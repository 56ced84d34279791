//! LLM Telemetry CLI
//!
//! Runs the collector and window aggregator as one service and offers
//! read-only inspection of the aggregation state and the dead-letter queue.

mod commands;

use clap::{Parser, Subcommand};
use colored::Colorize;
use llm_telemetry_config::{ObservabilityConfig, PipelineConfig};
use std::path::PathBuf;
use tracing_subscriber::{layer::SubscriberExt, util::SubscriberInitExt, EnvFilter};

#[derive(Parser)]
#[command(
    name = "llm-telemetry",
    version,
    about = "LLM telemetry collector and windowed aggregator",
    long_about = "Ingests LLM usage events over HTTP, publishes them to a partitioned log \
                  and folds them into per-minute aggregate rows with exactly-once state."
)]
struct Cli {
    /// Configuration file
    #[arg(
        short,
        long,
        global = true,
        env = "TELEMETRY_CONFIG",
        value_name = "FILE",
        help = "Path to a YAML configuration file"
    )]
    config: Option<PathBuf>,

    #[command(subcommand)]
    command: Commands,
}

#[derive(Subcommand)]
enum Commands {
    /// Start the collector HTTP surface and the aggregator
    #[command(name = "run", about = "Run the collector and aggregator until Ctrl-C")]
    Run,

    /// Inspect a state store
    #[command(name = "state", about = "Print offset cursors, open windows and pending emissions")]
    State {
        /// State directory (defaults to state.path from the configuration)
        #[arg(long, value_name = "DIR")]
        path: Option<PathBuf>,
    },

    /// List dead-letter records
    #[command(name = "dlq", about = "List dead-letter records")]
    Dlq {
        /// Dead-letter directory (defaults to dead_letter.path from the configuration)
        #[arg(long, value_name = "DIR")]
        path: Option<PathBuf>,

        /// Show at most this many records, newest last
        #[arg(long, value_name = "N")]
        limit: Option<usize>,
    },

    /// Validate and print the effective configuration
    #[command(name = "check-config", about = "Load, validate and print the effective configuration")]
    CheckConfig,
}

#[tokio::main]
async fn main() {
    if let Err(e) = run().await {
        eprintln!("{} {:#}", "Error:".red().bold(), e);
        std::process::exit(1);
    }
}

async fn run() -> anyhow::Result<()> {
    let cli = Cli::parse();
    let config = PipelineConfig::load(cli.config.clone())?;

    init_tracing(&config.observability);

    match cli.command {
        Commands::Run => {
            config.validate()?;
            commands::run::execute(config).await
        }
        Commands::State { path } => {
            commands::state::execute(path.unwrap_or_else(|| config.state.path.clone())).await
        }
        Commands::Dlq { path, limit } => {
            commands::dlq::execute(path.unwrap_or_else(|| config.dead_letter.path.clone()), limit)
                .await
        }
        Commands::CheckConfig => commands::check_config::execute(&config),
    }
}

/// Install the global subscriber
///
/// `RUST_LOG` wins over the configured level.
fn init_tracing(config: &ObservabilityConfig) {
    let filter =
        EnvFilter::try_from_default_env().unwrap_or_else(|_| EnvFilter::new(&config.log_level));
    let json = config.json_logging;

    tracing_subscriber::registry()
        .with(filter)
        .with(json.then(|| tracing_subscriber::fmt::layer().json()))
        .with((!json).then(|| tracing_subscriber::fmt::layer().with_target(false)))
        .init();
}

···

* _Exercise objective_
The data must be transcribed in full. Every word stays the same.

* _The answer_
repository 56ced84d34279791
//! LLM Telemetry CLI
//!
//! Runs the collector and window aggregator as one service and offers
//! read-only inspection of the aggregation state and the dead-letter queue.

mod commands;

use clap::{Parser, Subcommand};
use colored::Colorize;
use llm_telemetry_config::{ObservabilityConfig, PipelineConfig};
use std::path::PathBuf;
use tracing_subscriber::{layer::SubscriberExt, util::SubscriberInitExt, EnvFilter};

#[derive(Parser)]
#[command(
    name = "llm-telemetry",
    version,
    about = "LLM telemetry collector and windowed aggregator",
    long_about = "Ingests LLM usage events over HTTP, publishes them to a partitioned log \
                  and folds them into per-minute aggregate rows with exactly-once state."
)]
struct Cli {
    /// Configuration file
    #[arg(
        short,
        long,
        global = true,
        env = "TELEMETRY_CONFIG",
        value_name = "FILE",
        help = "Path to a YAML configuration file"
    )]
    config: Option<PathBuf>,

    #[command(subcommand)]
    command: Commands,
}

#[derive(Subcommand)]
enum Commands {
    /// Start the collector HTTP surface and the aggregator
    #[command(name = "run", about = "Run the collector and aggregator until Ctrl-C")]
    Run,

    /// Inspect a state store
    #[command(name = "state", about = "Print offset cursors, open windows and pending emissions")]
    State {
        /// State directory (defaults to state.path from the configuration)
        #[arg(long, value_name = "DIR")]
        path: Option<PathBuf>,
    },

    /// List dead-letter records
    #[command(name = "dlq", about = "List dead-letter records")]
    Dlq {
        /// Dead-letter directory (defaults to dead_letter.path from the configuration)
        #[arg(long, value_name = "DIR")]
        path: Option<PathBuf>,

        /// Show at most this many records, newest last
        #[arg(long, value_name = "N")]
        limit: Option<usize>,
    },

    /// Validate and print the effective configuration
    #[command(name = "check-config", about = "Load, validate and print the effective configuration")]
    CheckConfig,
}

#[tokio::main]
async fn main() {
    if let Err(e) = run().await {
        eprintln!("{} {:#}", "Error:".red().bold(), e);
        std::process::exit(1);
    }
}

async fn run() -> anyhow::Result<()> {
    let cli = Cli::parse();
    let config = PipelineConfig::load(cli.config.clone())?;

    init_tracing(&config.observability);

    match cli.command {
        Commands::Run => {
            config.validate()?;
            commands::run::execute(config).await
        }
        Commands::State { path } => {
            commands::state::execute(path.unwrap_or_else(|| config.state.path.clone())).await
        }
        Commands::Dlq { path, limit } => {
            commands::dlq::execute(path.unwrap_or_else(|| config.dead_letter.path.clone()), limit)
                .await
        }
        Commands::CheckConfig => commands::check_config::execute(&config),
    }
}

/// Install the global subscriber
///
/// `RUST_LOG` wins over the configured level.
fn init_tracing(config: &ObservabilityConfig) {
    let filter =
        EnvFilter::try_from_default_env().unwrap_or_else(|_| EnvFilter::new(&config.log_level));
    let json = config.json_logging;

    tracing_subscriber::registry()
        .with(filter)
        .with(json.then(|| tracing_subscriber::fmt::layer().json()))
        .with((!json).then(|| tracing_subscriber::fmt::layer().with_target(false)))
        .init();
}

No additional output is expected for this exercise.